Contexte

Le dispositif a été expérimenté dans plusieurs niveaux de physique :

- CO 11ème LS et LC (Siham)


- Collège 2ème (Thomas, Collège Emilie Gourd)



Objectifs

Mettre à profit les outils numériques pour tirer le meilleur bénéfice d’un travail coopératif. Mettre en place une procédure pour constituer des groupes de travail exploitant la diversité des connaissances initiales des élèves sur le sujet à étudier.

Problématique

La composition des groupes de travail est souvent basée sur des critères arbitraires, de commodité, ou sur les affinités particulières entre certains élèves. Les nombreuses études sur le sujet fournissent des résultats souvent contradictoires sur le bénéfice de recourir à tel ou tel critère (niveau scolaire, catégorie sociale, genre, affinité…). Les experts arrivent en général à la conclusion que le moindre biais est obtenu par une composition aléatoire des groupes. Tous s’accordent en revanche sur l’intérêt pédagogique d’un débat entre pairs.

Céline Buchs et Fabrizio Butera [1] , experts du travail coopératif en milieu scolaire s'appuient sur les travaux de Piaget (1928) qui voit dans la confrontation un facteur de développement de la pensée autonome, et sur ceux plus récents de Doise & Mugny [2] qui mettent en évidence que les conflits socio-cognitifs et la divergence des réponses dans un groupe peuvent être un outil pédagogique bénéfique à la coopération.

Pour qu’il y ait débat et riche argumentation, il faut qu’il y ait diversité de points de vue, voire divergence. Un outil de sondage peut être une façon de repérer ces opinions initiales, et de les exploiter pour faire émerger les plus riches controverses sur un sujet particulier. Par ailleurs, les données initiales de sondage collectées pour chaque élève peuvent servir de référence pour comparer à un sondage similaire effectué à la fin du travail. La progression de chaque élève peut ainsi être évaluée, de même que le bénéfice tiré du travail coopératif dans cette configuration.

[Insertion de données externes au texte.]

//! NBD-imported image backend.
//!
//! Provisioning an NBD-backed container isn't supported (there is no sensible "create a new
//! image and attach qemu-nbd to it" operation distinct from just using `loop`), so only
//! `detect`/`mount`/`umount` are implemented; the attach/detach lifecycle itself lives in
//! [`crate::nbd_supervisor`], which populates `handle.nbd_index` before `mount` is called.

use std::path::PathBuf;
use std::time::{Duration, Instant};

use crate::backend::{Backend, CloneContext};
use crate::error::{BdevError, Result};
use crate::fstype;
use crate::handle::{BackendHandle, BackendKind};
use crate::source::Source;
use crate::specs::{BackendSpecs, Capabilities};

/// How long [`Nbd::mount`] waits for the kernel to publish a requested partition's device node
/// after `qemu-nbd` attaches the whole-disk device.
const PARTITION_WAIT: Duration = Duration::from_secs(5);

/// The `nbd` backend: a network block device image, optionally a single partition thereof.
pub struct Nbd;

impl Backend for Nbd {
	fn kind(&self) -> BackendKind {
		BackendKind::Nbd
	}

	fn capabilities(&self) -> Capabilities {
		Capabilities { can_snapshot: true, can_backup: false }
	}

	fn detect(&self, source: &str) -> bool {
		Source::parse_nbd(source).is_some()
	}

	fn mount(&self, handle: &mut BackendHandle) -> Result<()> {
		let Some(Source::Nbd { partition, .. }) = &handle.source else {
			return Err(BdevError::BadArgument("source"));
		};
		let Some(dest) = handle.destination.clone() else {
			return Err(BdevError::BadArgument("destination"));
		};
		let index = handle.nbd_index.ok_or(BdevError::BadArgument("nbd_index"))?;

		let dev = device_path(index, *partition);
		if partition.is_some() {
			wait_for_device(&dev)?;
		}
		fstype::mount_unknown(&dev, &dest, &handle.mount_options)
	}

	fn umount(&self, handle: &mut BackendHandle) -> Result<()> {
		let Some(dest) = &handle.destination else {
			return Err(BdevError::BadArgument("destination"));
		};
		nix::mount::umount(dest.as_path())?;
		Ok(())
	}

	fn create(&self, _handle: &mut BackendHandle, _dest: &std::path::Path, _name: &str, _specs: &BackendSpecs) -> Result<()> {
		Err(BdevError::Unsupported("nbd does not support create"))
	}

	fn clone_paths(&self, _orig: &BackendHandle, _new: &mut BackendHandle, _ctx: &CloneContext) -> Result<()> {
		Err(BdevError::Unsupported("nbd does not support clone_paths"))
	}

	fn destroy(&self, _handle: &BackendHandle) -> Result<()> {
		Err(BdevError::Unsupported("nbd does not support destroy"))
	}
}

/// Derives `/dev/nbd<index>` or `/dev/nbd<index>p<partition>`.
fn device_path(index: u32, partition: Option<u8>) -> PathBuf {
	match partition {
		Some(p) => PathBuf::from(format!("/dev/nbd{index}p{p}")),
		None => PathBuf::from(format!("/dev/nbd{index}")),
	}
}

/// Polls for `dev` to appear, for up to [`PARTITION_WAIT`].
fn wait_for_device(dev: &std::path::Path) -> Result<()> {
	let deadline = Instant::now() + PARTITION_WAIT;
	while !dev.exists() {
		if Instant::now() >= deadline {
			return Err(BdevError::NotFound("nbd device node"));
		}
		std::thread::sleep(Duration::from_millis(100));
	}
	Ok(())
}

#[test]
fn test_nbd_detect() {
	let n = Nbd;
	assert!(n.detect("nbd:/var/lib/lxc/c1.img"));
	assert!(n.detect("nbd:/var/lib/lxc/c1.img:2"));
	assert!(!n.detect("/var/lib/lxc/c1.img"));
}

#[test]
fn test_device_path_with_and_without_partition() {
	assert_eq!(device_path(3, None), PathBuf::from("/dev/nbd3"));
	assert_eq!(device_path(3, Some(2)), PathBuf::from("/dev/nbd3p2"));
}

#[test]
fn test_mount_requires_nbd_index() {
	let n = Nbd;
	let mut handle = BackendHandle::new(BackendKind::Nbd);
	handle.set_source("nbd:/img", Source::Nbd { path: "/img".into(), partition: None });
	handle.destination = Some("/mnt".into());
	assert!(matches!(n.mount(&mut handle), Err(BdevError::BadArgument("nbd_index"))));
}

#[test]
fn test_mount_without_partition_does_not_wait_for_device() {
	// Whole-disk mounts must fail fast on a missing device node rather than pay PARTITION_WAIT's
	// up-to-5s poll, which is reserved for the partitioned case.
	let n = Nbd;
	let mut handle = BackendHandle::new(BackendKind::Nbd);
	handle.set_source("nbd:/img", Source::Nbd { path: "/img".into(), partition: None });
	handle.destination = Some("/mnt".into());
	handle.nbd_index = Some(999);

	let start = Instant::now();
	let _ = n.mount(&mut handle);
	assert!(start.elapsed() < PARTITION_WAIT);
}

QUESTION DE RECHERCHE (QdR):

Quel est l'impact d'un travail coopératif avec des groupes hétérogènes formés à l'aide de Plickers sur l'évolution des conceptions intuitives?

Conjectures

  1. Corriger des conceptions intuitives erronées sans mettre l'élève dans le centre de cette remédiation et encourager les élèves, par conséquent, à jouer au mieux le jeu du questionnement.

  2. Favoriser le travail sur l'erreur entre pairs et le travail en groupe par la même occasion.

  3. Faire de l'évaluation formative une composante clé de l'apprentissage.

Éléments de design (implémentation pédagogique)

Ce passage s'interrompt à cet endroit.